• [PROBLEM DESCRIPTION]
Retype, word for word, each line between the lines holding "page_for(self.page, self.photos.len(), self.config.page_size);" and "page_strip(self.page, self.total_pages())", inclusive, and leave the rest of the data alone.

• [TASK MATERIAL]
--------------------

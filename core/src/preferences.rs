use std::cell::RefCell;
use std::collections::HashMap;

use crate::config::{LOCALE_STORAGE_KEY, THEME_STORAGE_KEY};
use crate::locale::Locale;
use crate::theme::{default_theme, Theme, ThemeHints};

/// String key/value storage that survives reloads. Writes are best effort.
pub trait PreferenceStore {
    fn get(&self, key: &str) -> Option<String>;
    fn set(&self, key: &str, value: &str);
}

#[derive(Default)]
pub struct MemoryStore {
    entries: RefCell<HashMap<String, String>>,
}

impl MemoryStore {
    pub fn new() -> Self {
        Self::default()
    }
}

impl PreferenceStore for MemoryStore {
    fn get(&self, key: &str) -> Option<String> {
        self.entries.borrow().get(key).cloned()
    }

    fn set(&self, key: &str, value: &str) {
        self.entries
            .borrow_mut()
            .insert(key.to_string(), value.to_string());
    }
}

pub fn saved_theme(store: &dyn PreferenceStore) -> Option<Theme> {
    store
        .get(THEME_STORAGE_KEY)
        .and_then(|raw| Theme::parse(&raw))
}

pub fn save_theme(store: &dyn PreferenceStore, theme: Theme) {
    store.set(THEME_STORAGE_KEY, theme.as_str());
}

/// Saved theme, or the environment default which is then persisted so the
/// next load does not depend on the clock.
pub fn load_theme(store: &dyn PreferenceStore, hints: ThemeHints) -> Theme {
    if let Some(theme) = saved_theme(store) {
        return theme;
    }
    let theme = default_theme(hints);
    save_theme(store, theme);
    theme
}

pub fn load_locale(store: &dyn PreferenceStore, fallback: Locale) -> Locale {
    store
        .get(LOCALE_STORAGE_KEY)
        .and_then(|raw| Locale::parse(&raw))
        .unwrap_or(fallback)
}

pub fn save_locale(store: &dyn PreferenceStore, locale: Locale) {
    store.set(LOCALE_STORAGE_KEY, locale.code());
}
use std::ops::Range;

use crate::config::GalleryConfig;
use crate::i18n::{PhotoTitles, StringTable};
use crate::lightbox::{Direction, Lightbox};
use crate::locale::Locale;
use crate::pagination::{page_for, page_range, page_strip, total_pages, PageItem};
use crate::photo::Photo;
use crate::theme::Theme;

/// Manifest load progress as shown in the gallery container.
#[derive(Clone, Debug, Default, PartialEq, Eq)]
pub enum LoadStatus {
    #[default]
    Loading,
    Ready,
    Failed(String),
}

/// Everything the gallery renders from.
#[derive(Clone, Debug)]
pub struct GalleryState {
    pub config: GalleryConfig,
    pub photos: Vec<Photo>,
    pub strings: StringTable,
    pub titles: PhotoTitles,
    pub locale: Locale,
    pub theme: Theme,
    pub page: usize,
    pub lightbox: Lightbox,
    pub status: LoadStatus,
}

impl GalleryState {
    pub fn new(config: GalleryConfig, locale: Locale, theme: Theme) -> Self {
        Self {
            config,
            photos: Vec::new(),
            strings: StringTable::default(),
            titles: PhotoTitles::default(),
            locale,
            theme,
            page: 1,
            lightbox: Lightbox::Closed,
            status: LoadStatus::Loading,
        }
    }

    pub fn set_photos(&mut self, photos: Vec<Photo>) {
        self.photos = photos;
        self.status = LoadStatus::Ready;
        self.lightbox = Lightbox::Closed;
        self.page = page_for(self.page, self.photos.len(), self.config.page_size);
    }

    pub fn fail(&mut self, message: String) {
        self.photos.clear();
        self.lightbox = Lightbox::Closed;
        self.page = 1;
        self.status = LoadStatus::Failed(message);
    }

    pub fn total_pages(&self) -> usize {
        total_pages(self.photos.len(), self.config.page_size)
    }

    /// Clamps and stores the page, returning the value actually used.
    pub fn set_page(&mut self, requested: usize) -> usize {
        self.page = page_for(requested, self.photos.len(), self.config.page_size);
        self.page
    }

    pub fn visible_range(&self) -> Range<usize> {
        page_range(self.page, self.photos.len(), self.config.page_size)
    }

    /// `(global index, photo)` pairs on the current page.
    pub fn visible(&self) -> impl Iterator<Item = (usize, &Photo)> {
        let range = self.visible_range();
        let start = range.start;
        self.photos[range]
            .iter()
            .enumerate()
            .map(move |(offset, photo)| (start + offset, photo))
    }

    pub fn page_strip(&self) -> Vec<PageItem> {
        page_strip(self.page, self.total_pages())
    }

    pub fn open_lightbox(&mut self, index: usize) -> bool {
        self.lightbox.open(index, self.photos.len())
    }

    pub fn step_lightbox(&mut self, direction: Direction) -> Option<usize> {
        self.lightbox.step(direction, self.photos.len())
    }

    pub fn close_lightbox(&mut self) -> bool {
        self.lightbox.close()
    }

    pub fn current_photo(&self) -> Option<&Photo> {
        self.lightbox.index().and_then(|index| self.photos.get(index))
    }

    pub fn caption<'a>(&'a self, photo: &'a Photo) -> &'a str {
        self.titles.caption(&photo.key, self.locale)
    }

    pub fn text<'a>(&'a self, key: &str, fallback: &'a str) -> &'a str {
        self.strings.text(key, self.locale, fallback)
    }
}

--------------------

• [EXPECTED ANSWER]
        self.page = page_for(self.page, self.photos.len(), self.config.page_size);
    }

    pub fn fail(&mut self, message: String) {
        self.photos.clear();
        self.lightbox = Lightbox::Closed;
        self.page = 1;
        self.status = LoadStatus::Failed(message);
    }

    pub fn total_pages(&self) -> usize {
        total_pages(self.photos.len(), self.config.page_size)
    }

    /// Clamps and stores the page, returning the value actually used.
    pub fn set_page(&mut self, requested: usize) -> usize {
        self.page = page_for(requested, self.photos.len(), self.config.page_size);
        self.page
    }

    pub fn visible_range(&self) -> Range<usize> {
        page_range(self.page, self.photos.len(), self.config.page_size)
    }

    /// `(global index, photo)` pairs on the current page.
    pub fn visible(&self) -> impl Iterator<Item = (usize, &Photo)> {
        let range = self.visible_range();
        let start = range.start;
        self.photos[range]
            .iter()
            .enumerate()
            .map(move |(offset, photo)| (start + offset, photo))
    }

    pub fn page_strip(&self) -> Vec<PageItem> {
        page_strip(self.page, self.total_pages())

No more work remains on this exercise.